A lot of our clients can’t send their data to a third-party API. Healthcare, finance, legal. Others can in principle, but don’t want a metered per-token bill on millions of internal documents, or want to fine-tune a model on their own data without it leaving their environment. So the cloud-or-local question keeps coming up. We wanted to see where the gap actually is right now, so we set up a benchmark and started running tasks through it. This is the first one.
The setup
We’re testing on a single NVIDIA DGX Spark in our office. It’s a new piece of hardware from NVIDIA built specifically for running LLMs locally, and we wanted to see what it could do. Three open-source models running on it:
Six frontier cloud models from public APIs: Claude Opus 4.7, GPT-5, GPT-5.4, Gemini 2.5 Pro, Gemini 3 Pro Preview, and Gemini 3.1 Pro Preview.
Same prompts, same expected outputs, same scoring rubric. Pass or fail per question, then total.
The task
For our first run we picked something close to a real client workflow: pulling structured data out of a scanned business document. One document, 32 questions. Vendor name, totals, addresses, dates, payment terms, line items, plus a few harder ones about handwriting in the margins.
The first question is a trap. The document looks like an invoice (vendor block, line items, totals, the works), but the heading at the top says CONFIRMATION OF ORDER. Question 1 just asks: “Is this an invoice? Yes or no.” An answer of yes aligns with the document’s layout. An answer of no aligns with the heading.
* The image shown is an AI-generated reproduction of the document we tested on. The “CONFIRMATION OF ORDER” heading and the invoice-style layout are preserved; the specific vendor name, addresses, and amounts may differ.
The scores
| Model | Score | Where |
|---|---|---|
| GPT-5 | 32 / 32 | Cloud |
| GPT-5.4 | 32 / 32 | Cloud |
| Claude Opus 4.7 | 31 / 32 | Cloud |
| Gemini 2.5 Pro | 31 / 32 | Cloud |
| Gemini 3 Pro Preview | 31 / 32 | Cloud |
| Gemini 3.1 Pro Preview | 31 / 32 | Cloud |
| Gemma 4 31B | 31 / 32 | Local |
| Qwen3-VL 30B | 30 / 32 | Local |
| Mistral Small 24B | 29 / 32 | Local |
Five models scored 31 out of 32. Two scored a perfect 32. The bottom two were 2 or 3 questions behind.
Same score, different wrong output
The interesting bit isn’t the scores. It’s which question each model had wrong.
Of the five models that scored 31, four had the same question wrong: the trap. Claude Opus, Gemini 2.5 Pro, Gemini 3 Pro, and Gemini 3.1 Pro all returned “yes, this is an invoice.”
The fifth was Gemma 4 31B. Its output was “no.” Its one wrong output was on a completely different question: asked who a handwritten note in the margin was addressed to, it returned “Wiley” instead of “Al.” The note is addressed to Al and signed by Wiley C.; the output gave the signer where the addressee was asked for.
So among the 31/32 scorers, the same score reflects different wrong outputs. Four of those models had the trap wrong. One had a handwriting-reading question wrong instead. Whether either matters more depends on the workflow. For a document-classification pipeline, calling an order confirmation an invoice is the consequential wrong output. For a handwritten-note workflow, the handwriting one is the consequential one.
For the others: Mistral 24B returned yes on the trap and also had a math-reasoning question wrong. Qwen3-VL 30B returned no on the trap but had two handwriting questions wrong.
What we’re not concluding
One task, one document, 32 questions. That’s a small sample by any benchmark standard, and a different document or question set could shift things around.
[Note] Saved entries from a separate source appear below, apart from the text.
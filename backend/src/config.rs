//! Server configuration file support.
//!
//! Settings come from an `explorer.toml` file when one is found, then
//! environment variables override individual values. Every field has a
//! default, so running without any file is valid.

use serde::{Deserialize, Serialize};
use std::env;
use std::fs;
use std::path::{Path, PathBuf};
use std::time::Duration;

use crate::error::{ExplorerError, ExplorerResult};
use crate::services::projection::ProjectionSettings;

pub const CONFIG_FILE_NAME: &str = "explorer.toml";

/// Top-level configuration.
#[derive(Debug, Clone, Default, PartialEq, Serialize, Deserialize)]
pub struct ExplorerConfig {
    #[serde(default)]
    pub server: ServerSettings,
    #[serde(default)]
    pub backend: BackendSettings,
    #[serde(default)]
    pub analysis: AnalysisSettings,
    #[serde(default)]
    pub projection: ProjectionSettings,
}

/// Listen address.
#[derive(Debug, Clone, PartialEq, Serialize, Deserialize)]
pub struct ServerSettings {
    #[serde(default = "default_host")]
    pub host: String,
    #[serde(default = "default_port")]
    pub port: u16,
}

/// ML backend the proxy endpoints forward to.
#[derive(Debug, Clone, PartialEq, Serialize, Deserialize)]
pub struct BackendSettings {
    #[serde(default = "default_base_url")]
    pub base_url: String,
    #[serde(default = "default_timeout_secs")]
    pub timeout_secs: u64,
}

/// Mock analysis endpoint behavior.
#[derive(Debug, Clone, PartialEq, Serialize, Deserialize)]
pub struct AnalysisSettings {
    /// Simulated processing time before the mock answers
    #[serde(default = "default_mock_delay_ms")]
    pub mock_delay_ms: u64,
}

fn default_host() -> String {
    "0.0.0.0".to_string()
}

fn default_port() -> u16 {
    8080
}

fn default_base_url() -> String {
    "http://localhost:8000".to_string()
}

fn default_timeout_secs() -> u64 {
    30
}

fn default_mock_delay_ms() -> u64 {
    2000
}

impl Default for ServerSettings {
    fn default() -> Self {
        Self {
            host: default_host(),
            port: default_port(),
        }
    }
}

impl Default for BackendSettings {
    fn default() -> Self {
        Self {
            base_url: default_base_url(),
            timeout_secs: default_timeout_secs(),
        }
    }
}

impl Default for AnalysisSettings {
    fn default() -> Self {
        Self {
            mock_delay_ms: default_mock_delay_ms(),
        }
    }
}

impl ExplorerConfig {
    /// Load configuration from a TOML file.
    pub fn from_file<P: AsRef<Path>>(path: P) -> ExplorerResult<Self> {
        let content = fs::read_to_string(path.as_ref()).map_err(|e| {
            ExplorerError::Configuration(format!(
                "Failed to read config file {}: {}",
                path.as_ref().display(),
                e
            ))
        })?;

        Self::from_toml_str(&content)
    }

    /// Parse configuration from TOML text.
    pub fn from_toml_str(content: &str) -> ExplorerResult<Self> {
        let config: ExplorerConfig = toml::from_str(content).map_err(|e| {
            ExplorerError::Configuration(format!("Failed to parse config file: {}", e))
        })?;
        config.validate()?;
        Ok(config)
    }

    /// First `explorer.toml` found in the standard locations.
    ///
    /// Searches:
    /// 1. Current directory
    /// 2. `backend/` directory
    /// 3. Parent directory
    pub fn find_default_path() -> Option<PathBuf> {
        [
            PathBuf::from(CONFIG_FILE_NAME),
            PathBuf::from("backend").join(CONFIG_FILE_NAME),
            PathBuf::from("..").join(CONFIG_FILE_NAME),
        ]
        .into_iter()
        .find(|path| path.exists())
    }

    /// Resolve the effective configuration for the server.
    ///
    /// `EXPLORER_CONFIG` names an explicit file. Otherwise the standard
    /// locations are searched and defaults are used when nothing is found.
    /// Environment overrides are applied last.
    pub fn load() -> ExplorerResult<Self> {
        let mut config = match env::var("EXPLORER_CONFIG") {
            Ok(path) if !path.trim().is_empty() => Self::from_file(path.trim())?,
            _ => match Self::find_default_path() {
                Some(path) => {
                    log::info!("Loading configuration from {}", path.display());
                    Self::from_file(path)?
                }
                None => {
                    log::info!("No {} found, using defaults", CONFIG_FILE_NAME);
                    Self::default()
                }
            },
        };

        config.apply_env()?;
        Ok(config)
    }

    /// Apply overrides from the process environment.
    pub fn apply_env(&mut self) -> ExplorerResult<()> {
        self.apply_overrides(|key| env::var(key).ok())
    }

    /// Apply overrides from an arbitrary key lookup.
    ///
    /// Blank values are ignored. `BACKEND_URL` wins over
    /// `NEXT_PUBLIC_BACKEND_URL` when both are set.
    pub fn apply_overrides<F>(&mut self, lookup: F) -> ExplorerResult<()>
    where
        F: Fn(&str) -> Option<String>,
    {
        let get = |key: &str| {
            lookup(key)
                .map(|v| v.trim().to_string())
                .filter(|v| !v.is_empty())
        };

        if let Some(host) = get("HOST") {
            self.server.host = host;
        }
        if let Some(port) = get("PORT") {
            self.server.port = parse_env("PORT", &port)?;
        }
        if let Some(url) = get("BACKEND_URL").or_else(|| get("NEXT_PUBLIC_BACKEND_URL")) {
            self.backend.base_url = url;
        }
        if let Some(timeout) = get("BACKEND_TIMEOUT_SECS") {
            self.backend.timeout_secs = parse_env("BACKEND_TIMEOUT_SECS", &timeout)?;
        }
        if let Some(delay) = get("MOCK_ANALYSIS_DELAY_MS") {
            self.analysis.mock_delay_ms = parse_env("MOCK_ANALYSIS_DELAY_MS", &delay)?;
        }

        self.validate()
    }

    /// Check values that parse but cannot be used.
    pub fn validate(&self) -> ExplorerResult<()> {
        if self.backend.base_url.trim().is_empty() {
            return Err(ExplorerError::Configuration(
                "backend.base_url must not be empty".to_string(),
            ));
        }
        if self.backend.timeout_secs == 0 {
            return Err(ExplorerError::Configuration(
                "backend.timeout_secs must be at least 1".to_string(),
            ));
        }
        for (name, value) in [
            ("projection.primary_scale", self.projection.primary_scale),
            ("projection.compact_scale", self.projection.compact_scale),
        ] {
            if !(value.is_finite() && value > 0.0) {
                return Err(ExplorerError::Configuration(format!(
                    "{} must be a positive number, got {}",
                    name, value
                )));
            }
        }
        Ok(())
    }

    /// `host:port` string for binding the listener.
    pub fn bind_address(&self) -> String {
        format!("{}:{}", self.server.host, self.server.port)
    }

    pub fn backend_timeout(&self) -> Duration {
        Duration::from_secs(self.backend.timeout_secs)
    }

    pub fn mock_delay(&self) -> Duration {
        Duration::from_millis(self.analysis.mock_delay_ms)
    }

    pub fn projection_settings(&self) -> ProjectionSettings {
        self.projection
    }
}

fn parse_env<T: std::str::FromStr>(key: &str, value: &str) -> ExplorerResult<T> {
    value.parse().map_err(|_| {
        ExplorerError::Configuration(format!("Invalid value for {}: '{}'", key, value))
    })
}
This is also a task type where local models tend to produce correct outputs. The input is short, the expected outputs are concrete, and there’s no synthesis across long contexts. Other workloads might show different patterns.
So this isn’t a result about which model is best. It’s a snapshot of one specific task with these nine specific models. What we found interesting was that the same score reflected very different wrong outputs, and we thought that was worth sharing.